------ EXERCISE MATERIALS ------

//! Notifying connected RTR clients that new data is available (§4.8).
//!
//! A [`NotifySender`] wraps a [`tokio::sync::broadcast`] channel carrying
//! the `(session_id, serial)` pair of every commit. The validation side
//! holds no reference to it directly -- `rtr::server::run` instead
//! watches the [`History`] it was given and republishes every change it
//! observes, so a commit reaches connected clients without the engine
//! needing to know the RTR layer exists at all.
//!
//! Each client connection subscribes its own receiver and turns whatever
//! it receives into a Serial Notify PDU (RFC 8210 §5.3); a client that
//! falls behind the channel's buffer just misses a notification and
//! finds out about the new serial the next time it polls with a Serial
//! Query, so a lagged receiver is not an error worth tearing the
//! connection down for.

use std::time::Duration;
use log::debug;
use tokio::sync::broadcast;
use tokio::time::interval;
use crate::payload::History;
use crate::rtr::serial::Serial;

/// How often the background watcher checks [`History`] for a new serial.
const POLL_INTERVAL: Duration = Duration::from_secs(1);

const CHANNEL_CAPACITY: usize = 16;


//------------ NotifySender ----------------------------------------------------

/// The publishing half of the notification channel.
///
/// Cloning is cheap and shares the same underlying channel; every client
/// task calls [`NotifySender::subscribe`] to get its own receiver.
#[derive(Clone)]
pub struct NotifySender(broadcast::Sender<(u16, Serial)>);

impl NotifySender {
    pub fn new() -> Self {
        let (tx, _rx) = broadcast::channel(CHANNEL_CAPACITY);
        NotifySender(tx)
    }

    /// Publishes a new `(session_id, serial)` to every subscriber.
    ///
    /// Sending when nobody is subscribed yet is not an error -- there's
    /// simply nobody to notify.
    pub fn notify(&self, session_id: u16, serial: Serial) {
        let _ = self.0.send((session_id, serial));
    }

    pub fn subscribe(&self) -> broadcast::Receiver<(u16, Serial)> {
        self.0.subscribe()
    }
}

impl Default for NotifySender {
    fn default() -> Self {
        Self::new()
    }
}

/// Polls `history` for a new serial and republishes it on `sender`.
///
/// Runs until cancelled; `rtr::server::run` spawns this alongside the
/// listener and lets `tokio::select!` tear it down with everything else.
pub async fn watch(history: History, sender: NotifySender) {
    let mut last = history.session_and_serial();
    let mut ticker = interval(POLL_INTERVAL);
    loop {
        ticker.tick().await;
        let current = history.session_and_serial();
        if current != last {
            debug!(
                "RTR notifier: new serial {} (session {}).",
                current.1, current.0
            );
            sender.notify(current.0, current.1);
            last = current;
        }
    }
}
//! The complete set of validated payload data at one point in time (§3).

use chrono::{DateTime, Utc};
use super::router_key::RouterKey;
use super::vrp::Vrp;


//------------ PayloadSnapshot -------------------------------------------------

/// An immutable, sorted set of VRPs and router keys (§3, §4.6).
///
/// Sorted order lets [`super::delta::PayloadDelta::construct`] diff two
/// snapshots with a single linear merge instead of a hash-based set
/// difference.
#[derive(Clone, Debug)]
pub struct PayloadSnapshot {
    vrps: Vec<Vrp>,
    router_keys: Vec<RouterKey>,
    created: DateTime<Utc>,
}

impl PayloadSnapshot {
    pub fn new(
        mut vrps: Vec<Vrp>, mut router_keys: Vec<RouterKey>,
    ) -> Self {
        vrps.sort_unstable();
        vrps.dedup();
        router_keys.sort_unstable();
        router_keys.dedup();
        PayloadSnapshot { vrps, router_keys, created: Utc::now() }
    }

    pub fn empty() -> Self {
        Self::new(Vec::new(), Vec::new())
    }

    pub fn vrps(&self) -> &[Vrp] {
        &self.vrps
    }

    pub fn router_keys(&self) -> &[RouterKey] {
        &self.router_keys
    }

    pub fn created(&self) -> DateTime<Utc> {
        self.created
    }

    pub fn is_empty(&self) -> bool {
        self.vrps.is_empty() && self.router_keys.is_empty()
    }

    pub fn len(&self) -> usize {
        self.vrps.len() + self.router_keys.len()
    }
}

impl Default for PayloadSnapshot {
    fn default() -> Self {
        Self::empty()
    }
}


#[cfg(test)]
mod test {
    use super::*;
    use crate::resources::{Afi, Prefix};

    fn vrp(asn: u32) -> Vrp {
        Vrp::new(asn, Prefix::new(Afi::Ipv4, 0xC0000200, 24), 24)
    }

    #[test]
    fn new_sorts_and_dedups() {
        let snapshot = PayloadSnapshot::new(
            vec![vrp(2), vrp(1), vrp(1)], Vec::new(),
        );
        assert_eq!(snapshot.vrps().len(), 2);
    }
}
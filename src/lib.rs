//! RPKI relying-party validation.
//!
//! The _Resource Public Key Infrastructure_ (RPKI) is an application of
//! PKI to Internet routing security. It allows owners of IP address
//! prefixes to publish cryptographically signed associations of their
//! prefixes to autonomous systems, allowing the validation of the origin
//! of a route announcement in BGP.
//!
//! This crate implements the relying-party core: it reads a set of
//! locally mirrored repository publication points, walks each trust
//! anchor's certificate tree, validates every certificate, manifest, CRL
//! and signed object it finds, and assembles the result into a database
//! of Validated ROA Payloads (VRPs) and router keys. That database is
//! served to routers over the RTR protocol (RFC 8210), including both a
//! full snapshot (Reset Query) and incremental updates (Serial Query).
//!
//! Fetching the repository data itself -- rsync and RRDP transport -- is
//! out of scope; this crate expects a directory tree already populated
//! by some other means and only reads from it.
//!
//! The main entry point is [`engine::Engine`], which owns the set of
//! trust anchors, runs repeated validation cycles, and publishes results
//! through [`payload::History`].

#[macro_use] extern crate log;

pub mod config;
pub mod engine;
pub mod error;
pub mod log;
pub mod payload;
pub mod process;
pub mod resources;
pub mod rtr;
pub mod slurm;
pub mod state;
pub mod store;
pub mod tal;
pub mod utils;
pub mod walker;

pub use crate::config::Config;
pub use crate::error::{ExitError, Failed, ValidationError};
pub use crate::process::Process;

------
------ EXERCISE MATERIALS ------

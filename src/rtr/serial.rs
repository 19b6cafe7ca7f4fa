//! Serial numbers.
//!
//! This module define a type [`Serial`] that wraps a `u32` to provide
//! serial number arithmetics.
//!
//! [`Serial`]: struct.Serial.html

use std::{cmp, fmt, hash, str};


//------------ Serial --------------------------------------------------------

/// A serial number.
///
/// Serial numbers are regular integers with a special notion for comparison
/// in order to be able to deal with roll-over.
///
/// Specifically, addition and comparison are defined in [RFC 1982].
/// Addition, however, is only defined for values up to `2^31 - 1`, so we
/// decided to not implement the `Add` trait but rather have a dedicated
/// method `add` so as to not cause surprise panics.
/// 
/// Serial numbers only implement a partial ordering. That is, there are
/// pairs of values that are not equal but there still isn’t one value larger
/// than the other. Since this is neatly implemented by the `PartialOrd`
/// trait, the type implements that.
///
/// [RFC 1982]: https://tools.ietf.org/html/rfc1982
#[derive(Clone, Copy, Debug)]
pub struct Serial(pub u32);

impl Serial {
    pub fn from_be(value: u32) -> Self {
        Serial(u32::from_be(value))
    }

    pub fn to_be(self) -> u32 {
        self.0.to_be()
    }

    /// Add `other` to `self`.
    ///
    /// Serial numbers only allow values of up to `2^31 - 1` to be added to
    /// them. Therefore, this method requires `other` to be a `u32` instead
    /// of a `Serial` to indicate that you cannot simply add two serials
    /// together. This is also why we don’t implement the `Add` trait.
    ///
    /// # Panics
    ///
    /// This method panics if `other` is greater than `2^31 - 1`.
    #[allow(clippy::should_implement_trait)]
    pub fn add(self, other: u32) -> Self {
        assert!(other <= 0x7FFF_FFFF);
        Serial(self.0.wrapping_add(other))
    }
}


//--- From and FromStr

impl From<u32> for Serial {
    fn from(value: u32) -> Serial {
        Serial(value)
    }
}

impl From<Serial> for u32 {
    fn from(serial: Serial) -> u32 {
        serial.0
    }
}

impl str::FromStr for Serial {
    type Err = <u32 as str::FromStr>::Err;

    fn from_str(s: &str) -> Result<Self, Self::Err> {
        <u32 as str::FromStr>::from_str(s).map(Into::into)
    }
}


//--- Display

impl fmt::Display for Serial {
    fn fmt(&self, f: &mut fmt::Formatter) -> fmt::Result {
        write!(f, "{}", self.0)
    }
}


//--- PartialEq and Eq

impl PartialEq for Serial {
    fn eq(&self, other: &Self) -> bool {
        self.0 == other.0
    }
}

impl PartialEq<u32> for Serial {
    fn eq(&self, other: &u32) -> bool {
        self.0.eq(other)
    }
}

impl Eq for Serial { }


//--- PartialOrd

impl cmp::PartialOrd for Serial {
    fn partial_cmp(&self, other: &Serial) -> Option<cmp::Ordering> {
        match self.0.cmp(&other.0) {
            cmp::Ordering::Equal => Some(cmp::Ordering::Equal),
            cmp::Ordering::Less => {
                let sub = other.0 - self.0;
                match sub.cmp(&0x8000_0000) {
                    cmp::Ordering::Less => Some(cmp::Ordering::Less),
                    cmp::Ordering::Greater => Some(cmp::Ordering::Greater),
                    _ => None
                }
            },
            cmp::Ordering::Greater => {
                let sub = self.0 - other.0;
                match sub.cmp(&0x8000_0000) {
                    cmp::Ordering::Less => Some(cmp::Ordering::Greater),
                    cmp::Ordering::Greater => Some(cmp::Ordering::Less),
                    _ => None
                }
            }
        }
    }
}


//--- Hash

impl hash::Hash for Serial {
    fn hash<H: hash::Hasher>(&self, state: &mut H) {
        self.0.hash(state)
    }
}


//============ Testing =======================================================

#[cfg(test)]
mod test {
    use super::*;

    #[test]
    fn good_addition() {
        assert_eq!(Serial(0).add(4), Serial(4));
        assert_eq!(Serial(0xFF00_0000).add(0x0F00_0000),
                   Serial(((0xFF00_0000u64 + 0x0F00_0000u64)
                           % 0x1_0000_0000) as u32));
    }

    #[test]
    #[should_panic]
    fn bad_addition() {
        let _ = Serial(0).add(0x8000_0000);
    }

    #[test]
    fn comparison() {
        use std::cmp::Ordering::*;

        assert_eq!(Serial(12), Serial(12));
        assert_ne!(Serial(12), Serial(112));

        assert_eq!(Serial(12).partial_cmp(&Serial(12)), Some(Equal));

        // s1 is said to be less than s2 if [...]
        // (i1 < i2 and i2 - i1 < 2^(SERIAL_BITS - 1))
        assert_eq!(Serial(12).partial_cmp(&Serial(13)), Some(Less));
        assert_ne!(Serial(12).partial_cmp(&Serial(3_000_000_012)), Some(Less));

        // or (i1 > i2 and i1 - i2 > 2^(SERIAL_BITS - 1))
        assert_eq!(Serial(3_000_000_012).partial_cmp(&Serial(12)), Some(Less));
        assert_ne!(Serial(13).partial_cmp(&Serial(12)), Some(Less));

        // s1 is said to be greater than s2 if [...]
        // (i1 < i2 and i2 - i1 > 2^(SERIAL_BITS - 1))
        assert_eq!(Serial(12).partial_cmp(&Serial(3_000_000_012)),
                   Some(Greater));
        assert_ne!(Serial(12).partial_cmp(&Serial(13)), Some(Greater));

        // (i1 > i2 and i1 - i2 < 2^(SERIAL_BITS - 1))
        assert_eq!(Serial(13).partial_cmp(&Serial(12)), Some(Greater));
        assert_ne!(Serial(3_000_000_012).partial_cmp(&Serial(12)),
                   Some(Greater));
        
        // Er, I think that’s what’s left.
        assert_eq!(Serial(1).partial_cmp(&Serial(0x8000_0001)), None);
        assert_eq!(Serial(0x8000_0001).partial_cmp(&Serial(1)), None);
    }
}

------
------ EXERCISE MATERIALS ------

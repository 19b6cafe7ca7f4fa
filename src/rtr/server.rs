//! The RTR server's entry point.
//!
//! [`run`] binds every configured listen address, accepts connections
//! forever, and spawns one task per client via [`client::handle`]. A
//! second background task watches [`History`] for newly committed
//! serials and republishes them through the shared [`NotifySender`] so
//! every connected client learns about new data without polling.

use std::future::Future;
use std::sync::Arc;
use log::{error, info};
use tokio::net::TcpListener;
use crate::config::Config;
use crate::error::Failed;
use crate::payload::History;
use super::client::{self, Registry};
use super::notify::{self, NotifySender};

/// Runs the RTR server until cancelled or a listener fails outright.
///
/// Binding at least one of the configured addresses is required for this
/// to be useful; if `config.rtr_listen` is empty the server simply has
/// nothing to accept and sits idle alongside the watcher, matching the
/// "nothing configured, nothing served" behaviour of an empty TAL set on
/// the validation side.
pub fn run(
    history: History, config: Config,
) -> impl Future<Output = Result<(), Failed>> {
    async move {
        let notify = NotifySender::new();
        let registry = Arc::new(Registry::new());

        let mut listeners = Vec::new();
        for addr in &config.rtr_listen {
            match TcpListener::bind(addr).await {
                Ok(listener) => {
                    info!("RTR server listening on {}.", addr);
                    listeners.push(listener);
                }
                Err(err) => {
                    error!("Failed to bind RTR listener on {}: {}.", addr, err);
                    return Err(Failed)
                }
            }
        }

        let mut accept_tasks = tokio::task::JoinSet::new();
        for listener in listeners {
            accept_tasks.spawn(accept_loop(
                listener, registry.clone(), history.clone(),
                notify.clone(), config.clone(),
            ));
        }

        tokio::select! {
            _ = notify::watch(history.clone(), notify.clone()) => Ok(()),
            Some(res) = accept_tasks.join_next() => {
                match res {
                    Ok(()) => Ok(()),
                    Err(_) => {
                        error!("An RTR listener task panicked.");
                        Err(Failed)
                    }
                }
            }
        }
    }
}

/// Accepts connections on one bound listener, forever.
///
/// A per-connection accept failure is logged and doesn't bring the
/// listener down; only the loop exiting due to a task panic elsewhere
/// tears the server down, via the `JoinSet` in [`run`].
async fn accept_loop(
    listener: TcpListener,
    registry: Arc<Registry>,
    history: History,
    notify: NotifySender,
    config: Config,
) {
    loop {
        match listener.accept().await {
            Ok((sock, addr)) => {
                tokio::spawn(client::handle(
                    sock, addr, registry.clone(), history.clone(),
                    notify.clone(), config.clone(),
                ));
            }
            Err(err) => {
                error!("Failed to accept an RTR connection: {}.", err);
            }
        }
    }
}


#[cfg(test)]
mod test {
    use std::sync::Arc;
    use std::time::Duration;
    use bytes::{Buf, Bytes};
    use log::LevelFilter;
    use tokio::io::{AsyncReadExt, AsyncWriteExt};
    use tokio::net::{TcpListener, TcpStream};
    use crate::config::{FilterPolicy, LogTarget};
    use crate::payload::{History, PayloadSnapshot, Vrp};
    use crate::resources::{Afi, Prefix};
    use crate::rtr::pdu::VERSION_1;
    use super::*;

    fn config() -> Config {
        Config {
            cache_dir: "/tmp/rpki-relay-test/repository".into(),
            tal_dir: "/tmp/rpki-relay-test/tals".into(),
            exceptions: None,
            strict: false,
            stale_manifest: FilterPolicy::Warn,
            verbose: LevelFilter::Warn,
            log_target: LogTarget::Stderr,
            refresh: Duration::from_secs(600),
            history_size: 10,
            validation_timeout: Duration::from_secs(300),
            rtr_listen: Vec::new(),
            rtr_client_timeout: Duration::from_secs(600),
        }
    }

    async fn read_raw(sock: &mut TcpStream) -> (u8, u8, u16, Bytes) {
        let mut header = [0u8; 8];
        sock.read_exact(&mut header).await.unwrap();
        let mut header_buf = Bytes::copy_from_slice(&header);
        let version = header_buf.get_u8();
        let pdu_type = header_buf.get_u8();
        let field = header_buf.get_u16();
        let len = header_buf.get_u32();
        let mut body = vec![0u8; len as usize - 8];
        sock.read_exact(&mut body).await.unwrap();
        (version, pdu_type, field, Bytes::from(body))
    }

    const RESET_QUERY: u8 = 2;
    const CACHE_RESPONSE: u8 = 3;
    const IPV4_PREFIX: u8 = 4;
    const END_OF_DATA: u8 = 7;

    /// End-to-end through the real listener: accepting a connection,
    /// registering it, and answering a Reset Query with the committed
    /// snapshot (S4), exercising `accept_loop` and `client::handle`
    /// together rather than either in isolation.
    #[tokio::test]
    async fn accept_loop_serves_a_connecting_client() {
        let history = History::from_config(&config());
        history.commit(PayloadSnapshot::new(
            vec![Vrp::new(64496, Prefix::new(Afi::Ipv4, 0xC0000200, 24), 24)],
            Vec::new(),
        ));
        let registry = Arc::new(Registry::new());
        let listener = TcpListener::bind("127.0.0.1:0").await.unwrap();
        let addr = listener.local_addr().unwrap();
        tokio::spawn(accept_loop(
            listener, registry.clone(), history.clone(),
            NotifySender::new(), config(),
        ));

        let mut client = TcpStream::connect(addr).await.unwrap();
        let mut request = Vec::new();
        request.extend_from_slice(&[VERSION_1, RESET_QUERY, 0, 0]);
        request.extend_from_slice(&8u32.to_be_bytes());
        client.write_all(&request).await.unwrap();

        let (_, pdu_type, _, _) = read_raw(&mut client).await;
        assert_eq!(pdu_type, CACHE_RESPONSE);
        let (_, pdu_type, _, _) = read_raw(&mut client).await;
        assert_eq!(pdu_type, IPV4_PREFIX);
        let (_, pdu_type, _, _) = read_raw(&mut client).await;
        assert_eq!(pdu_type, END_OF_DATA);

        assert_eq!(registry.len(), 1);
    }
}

------

WHAT YOU SHOULD DO ▸ Report the number of lines above containing the string "state" as your sole answer.

ANSWER SPACE ▸ 3